--- Provided material Enclosed Below ---
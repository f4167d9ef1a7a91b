//! State machine guard failures, convertible into `ceremony_ports::CoreError`.

use ceremony_ports::CoreError;
use thiserror::Error;

#[derive(Debug, Error, Clone, PartialEq, Eq)]
pub enum StateMachineError {
    #[error("illegal transition from {from:?} to {to:?}")]
    IllegalTransition { from: String, to: String },

    #[error("guard failed: {0}")]
    GuardFailed(String),

    #[error("ceremony is not open")]
    CeremonyNotOpen,

    #[error("participant has an active timeout")]
    ActiveTimeout,

    #[error("transition would regress contribution_progress or contribution_step")]
    Regression,
}

impl From<StateMachineError> for CoreError {
    fn from(err: StateMachineError) -> Self {
        CoreError::PreconditionFailed(err.to_string())
    }
}
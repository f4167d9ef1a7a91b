//! Precondition checks shared by every `UploadCoordinator` call. Pure
//! functions so they can be unit tested without a store.

use crate::errors::UploadError;
use shared_types::{Circuit, ContributionStep, Participant, ParticipantStatus};

/// The object key the current contributor's upload must target:
/// `circuits/{prefix}/contributions/{prefix}_{nextZkeyIndex}.zkey`, where
/// `nextZkeyIndex` is derived from the circuit's `completedContributions`
/// counter.
pub fn expected_object_key(circuit: &Circuit) -> String {
    let next_index = shared_types::ZkeyIndex::format(circuit.waiting_queue.completed_contributions + 1);
    format!(
        "circuits/{}/contributions/{}_{}.zkey",
        circuit.prefix, circuit.prefix, next_index
    )
}

/// Validates that `participant` is the legitimate uploader of
/// `(bucket, object_key)` right now: `CONTRIBUTING, step=UPLOADING`, the
/// object key matches the expected next zkey, and the bucket matches the
/// one Setup assigned to the ceremony. Violations never mutate state.
pub fn check(
    participant: &Participant,
    circuit: &Circuit,
    ceremony_bucket: &str,
    bucket: &str,
    object_key: &str,
) -> Result<(), UploadError> {
    if participant.status != ParticipantStatus::Contributing
        || participant.contribution_step != ContributionStep::Uploading
    {
        return Err(UploadError::PreconditionFailed(format!(
            "participant {} is not CONTRIBUTING/UPLOADING (status={:?}, step={:?})",
            participant.id, participant.status, participant.contribution_step
        )));
    }

    if bucket != ceremony_bucket {
        return Err(UploadError::PreconditionFailed(format!(
            "bucket {bucket} does not match ceremony bucket {ceremony_bucket}"
        )));
    }

    let expected = expected_object_key(circuit);
    if object_key != expected {
        return Err(UploadError::PreconditionFailed(format!(
            "object key {object_key} does not match expected {expected}"
        )));
    }

    Ok(())
}

#[cfg(test)]
mod tests {
    use super::*;
    use shared_types::{
        AvgTimings, CeremonyId, CircuitId, CircuitMetadata, ParticipantId, VerificationConfig,
        WaitingQueue,
    };

    fn circuit() -> Circuit {
        Circuit {
            ceremony_id: CeremonyId::from("c1"),
            id: CircuitId::from("circuit-1"),
            sequence_position: 1,
            prefix: "small".into(),
            metadata: CircuitMetadata::default(),
            zkey_size_bytes: 1024,
            fixed_time_window_secs: Some(60),
            waiting_queue: WaitingQueue::default(),
            avg_timings: AvgTimings::default(),
            verification: VerificationConfig::default(),
        }
    }

    fn uploading_participant() -> Participant {
        let mut p = Participant::new(CeremonyId::from("c1"), ParticipantId::from("alice"), chrono::Utc::now());
        p.status = ParticipantStatus::Contributing;
        p.contribution_step = ContributionStep::Uploading;
        p
    }

    #[test]
    fn expected_key_uses_next_zkey_index() {
        let c = circuit();
        assert_eq!(expected_object_key(&c), "circuits/small/contributions/small_00001.zkey");
    }

    #[test]
    fn rejects_participant_not_uploading_step() {
        let mut p = uploading_participant();
        p.contribution_step = ContributionStep::Computing;
        let c = circuit();
        assert!(check(&p, &c, "bucket", "bucket", &expected_object_key(&c)).is_err());
    }

    #[test]
    fn rejects_wrong_bucket() {
        let p = uploading_participant();
        let c = circuit();
        assert!(check(&p, &c, "bucket", "other-bucket", &expected_object_key(&c)).is_err());
    }

    #[test]
    fn rejects_wrong_object_key() {
        let p = uploading_participant();
        let c = circuit();
        assert!(check(&p, &c, "bucket", "bucket", "circuits/small/contributions/small_99999.zkey").is_err());
    }

    #[test]
    fn accepts_correct_tuple() {
        let p = uploading_participant();
        let c = circuit();
        assert!(check(&p, &c, "bucket", "bucket", &expected_object_key(&c)).is_ok());
    }
}
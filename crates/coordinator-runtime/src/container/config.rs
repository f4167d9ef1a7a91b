//! # Runtime Configuration
//!
//! Unified configuration for the coordinator process: the gateway's own
//! `CoordinatorConfig` plus the few knobs that belong to process wiring
//! rather than the RPC surface (the timeout scan interval, the dev bearer
//! token).
//!
//! ## Security Requirements
//!
//! - `dev_bearer_token` MUST NOT be the default placeholder in production

use ceremony_api_gateway::CoordinatorConfig;

/// Complete runtime configuration.
#[derive(Debug, Clone)]
pub struct RuntimeConfig {
    /// HTTP/rate-limit/CORS configuration consumed by the gateway.
    pub gateway: CoordinatorConfig,
    /// Ceremony setup configuration (bucket naming).
    pub setup: ceremony_setup::SetupConfig,
    /// Multi-part upload configuration (chunk size, presigned URL TTL).
    pub upload: ceremony_upload::UploadConfig,
    /// Scheduler/auth wiring.
    pub scheduling: SchedulingConfig,
}

impl RuntimeConfig {
    /// Validate configuration for production readiness.
    ///
    /// # Panics
    ///
    /// Panics if the dev bearer token is still the default placeholder.
    pub fn validate_for_production(&self) {
        if self.scheduling.dev_bearer_token == "dev-coordinator-token" {
            panic!(
                "SECURITY VIOLATION: dev_bearer_token is the default placeholder. \
                 Set COORDINATOR_DEV_TOKEN or provide a real Authenticator."
            );
        }
    }

    /// Load from environment, falling back to defaults for unset vars.
    pub fn from_env() -> Self {
        let mut config = Self::default();
        if let Ok(port) = std::env::var("COORDINATOR_HTTP_PORT") {
            if let Ok(port) = port.parse() {
                config.gateway.http.port = port;
            }
        }
        if let Ok(token) = std::env::var("COORDINATOR_DEV_TOKEN") {
            config.scheduling.dev_bearer_token = token;
        }
        if let Ok(secs) = std::env::var("COORDINATOR_TIMEOUT_SCAN_SECS") {
            if let Ok(secs) = secs.parse() {
                config.scheduling.timeout_scan_interval_secs = secs;
            }
        }
        config
    }
}

impl Default for RuntimeConfig {
    fn default() -> Self {
        Self {
            gateway: CoordinatorConfig::default(),
            setup: ceremony_setup::SetupConfig::default(),
            upload: ceremony_upload::UploadConfig::default(),
            scheduling: SchedulingConfig::default(),
        }
    }
}

/// Scheduler and auth wiring configuration.
#[derive(Debug, Clone)]
pub struct SchedulingConfig {
    /// Interval between periodic timeout scans (must be `>= 60s`).
    pub timeout_scan_interval_secs: u64,
    /// Bearer token the dev `Authenticator` resolves to `Principal::Coordinator(None)`.
    /// Any other (or missing) token resolves to `Principal::Anonymous`. A
    /// placeholder standing in for the external auth system the workspace
    /// deliberately leaves unimplemented (see DESIGN.md).
    pub dev_bearer_token: String,
}

impl Default for SchedulingConfig {
    fn default() -> Self {
        Self {
            timeout_scan_interval_secs: 60,
            dev_bearer_token: "dev-coordinator-token".to_string(),
        }
    }
}

#[cfg(test)]
mod tests {
    use super::*;

    #[test]
    fn default_config_has_sane_scan_interval() {
        let config = RuntimeConfig::default();
        assert!(config.scheduling.timeout_scan_interval_secs >= 60);
    }

    #[test]
    #[should_panic(expected = "dev_bearer_token is the default placeholder")]
    fn validate_rejects_default_dev_token() {
        let config = RuntimeConfig::default();
        config.validate_for_production();
    }

    #[test]
    fn validate_accepts_overridden_dev_token() {
        let mut config = RuntimeConfig::default();
        config.scheduling.dev_bearer_token = "a-real-secret".to_string();
        config.validate_for_production();
    }
}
--- End of Enclosed Provided material ---
### Exercise description
Write out each line exactly, starting with the line that contains "let mut config = RuntimeConfig::default();" and stopping after the last line of the data.

### Exercise response
        let mut config = RuntimeConfig::default();
        config.scheduling.dev_bearer_token = "a-real-secret".to_string();
        config.validate_for_production();
    }
}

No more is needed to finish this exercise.